Monday, May 10, 2010
Bye Mom...
My mother was a beautiful, classy, gracious lady, who was also a model and award-winning fashion designer, was married to my physician father, who was very well known internationally, in his field, and she happened to have 11 children. I am the oldest and smallest of the bunch and prone to run-on sentences. Since Mom had so many kids and I was the oldest, I was there beside her taking care of my sibs until I left home for college, got married and had my own family.
From then on my relationship with my mom was spotty. My husband moved a lot and I went with him caring for our kids. She didn't like my lifestyle and I did the best with what I had. She wanted my life to be nicer and not hard like she remembered her grandmother's life.
You see I've lived in places you have to drive through the river 3 times to get to our place. And our place consisted of 2 camp trailers and a wall tent. Or tents and a house that was condemned after we moved out because the electrical was original, when electricity, was first invented. Wires ran across the ceilings and down the walls. I've taken care of my family with no running water, or only running cold water I had to heat for everything; cleaning, laundry, bathing, washing my waist length hair, etc.
Then at times of extreme camping, we used a two seater outhouse, or the like, as we didn't have indoor plumbing. Then we lived, at times, 7 to 30 miles from the closest traffic light and even paved road.
I always acted like it was a big adventure, but it was hard.
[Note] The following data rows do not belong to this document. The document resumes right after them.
//! Order line items passed to the ordering worker.

use serde::{Deserialize, Serialize};

use crate::error::CoreError;

fn default_quantity() -> u32 {
    1
}

/// Individual order item.
#[derive(Debug, Clone, PartialEq, Serialize, Deserialize)]
pub struct OrderItem {
    pub name: String,

    #[serde(default = "default_quantity")]
    pub quantity: u32,

    #[serde(default, skip_serializing_if = "Option::is_none")]
    pub price: Option<f64>,

    #[serde(default, skip_serializing_if = "Vec::is_empty")]
    pub customizations: Vec<String>,

    #[serde(default, skip_serializing_if = "Option::is_none")]
    pub notes: Option<String>,
}

impl OrderItem {
    /// Create an item with quantity 1.
    pub fn new(name: impl Into<String>) -> Self {
        Self {
            name: name.into(),
            quantity: default_quantity(),
            price: None,
            customizations: Vec::new(),
            notes: None,
        }
    }

    /// Builder method to set the quantity.
    pub fn with_quantity(mut self, quantity: u32) -> Self {
        self.quantity = quantity;
        self
    }

    /// Builder method to add a customization.
    pub fn with_customization(mut self, customization: impl Into<String>) -> Self {
        self.customizations.push(customization.into());
        self
    }

    /// Check that the item can be sent to the ordering worker.
    pub fn validate(&self) -> Result<(), CoreError> {
        if self.name.trim().is_empty() {
            return Err(CoreError::InvalidInput("order item name is empty".to_string()));
        }
        if self.quantity == 0 {
            return Err(CoreError::InvalidInput(format!(
                "order item '{}' has quantity 0",
                self.name
            )));
        }
        Ok(())
    }
}

#[cfg(test)]
mod tests {
    use super::*;
    use serde_json::json;

    #[test]
    fn test_quantity_defaults_to_one() {
        let item: OrderItem = serde_json::from_value(json!({ "name": "Al Pastor Taco" })).unwrap();
        assert_eq!(item.quantity, 1);
        assert!(item.validate().is_ok());
    }

    #[test]
    fn test_validate_rejects_empty_and_zero() {
        assert!(OrderItem::new("  ").validate().is_err());
        assert!(OrderItem::new("Migas").with_quantity(0).validate().is_err());
    }

    #[test]
    fn test_optional_fields_skipped() {
        let item = OrderItem::new("Queso").with_customization("extra spicy");
        let value = serde_json::to_value(&item).unwrap();
        assert_eq!(
            value,
            json!({ "name": "Queso", "quantity": 1, "customizations": ["extra spicy"] })
        );
    }
}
I came from money and prestige and a well-educated background, full of talent and opportunity. Thinking I married the same, for all time and eternity, I might add, the gypsy life, of living under the poverty level, was nothing I was prepared for. It took the intelligence to learn new skills, and the perseverance to keep going, and the constant check on my attitude to keep my shifting household positive.
I have never owned my own home and only this last year was I able to own a vehicle free and clear.
I'll get back to the part where we were at least, finally able to stay in one spot for 5 years. When my husband wanted to move once again, after 60 moves I said, 'No, ' and sunk roots down in eastern Utah.
So he left and I began my own adventure of raising 7, then 6, then 5, then 4 kids. It gets creative at this point as my older kids came and went with and without their families, friends and pets. In 2007 I supported 17 people, mostly related. Now I have my 2 youngest, of 9 children, at home.
Fairly soon life could be easier. Danica starts sophomore year of high school next fall, Adam graduates in a year, Josh just finished his 2nd year at Westminster College with a 3.92 GPA. And all my other grown children are in 3 states working and following passions and have interesting interpersonal relationships with each other.
So why this post?
Mom died before I came anywhere near getting my life in any kind of even occasional peace and she knew it. I was still married when she left and struggling greatly. She said things to me like, 'a child who was never loved, will grow up to be an adult with no capacity to love,' to explain my loveless marriage. She said in an abusive marriage, the better of a wife I was, the more I would be punished. That people who hate themselves, despise those who love them, or at least will disrespect them.
I thought I could love my husband enough and surround him with amazing loving children, and it would melt his chilled heart, and open it to love us back. To their credit, my kids are loving and reach out to others, which is a huge gift to me to watch. But the marriage ended and badly and it has been a long road to regain self esteem and some modicum of periods of feeling safe.
But Mom left 12 years ago today and I miss her. I go to call her and she isn't on the other end of the phone, and I need her and she isn't there. I have never in all these years, had the time to mourn her passing. I didn't even get to go to her funeral. My own mother's funeral. I never got to say goodbye. I still don't have the life she wanted for me; living in my own home, with a loving husband, kids and grandkids gathered around and actively participating in the church she loved so dearly.
What I do have today is, I am surrounded by my kids and their kids, even through social media and phones. And I have amazing women friends of all ages all over the country. I've reconnected with my school chums who remember me fondly and I have a great love for things that flower fabulously and growing food plants in hanging baskets with food. (See www.youtube.com/roxycrossdesigns)
I also have a burgeoning ability to process things that bubble up to the surface. It may take a bit, but things do resolve better for me now. I am able to sort info and handle crisis at the time. And I really hope this continues to improve because it doesn't look like my life will be difficulty free just yet. I will keep listening to The Listening Program as it is helping and I've added weekly therapy sessions for professional guidance to sort through all these years of stuffed stress, trauma and emotions.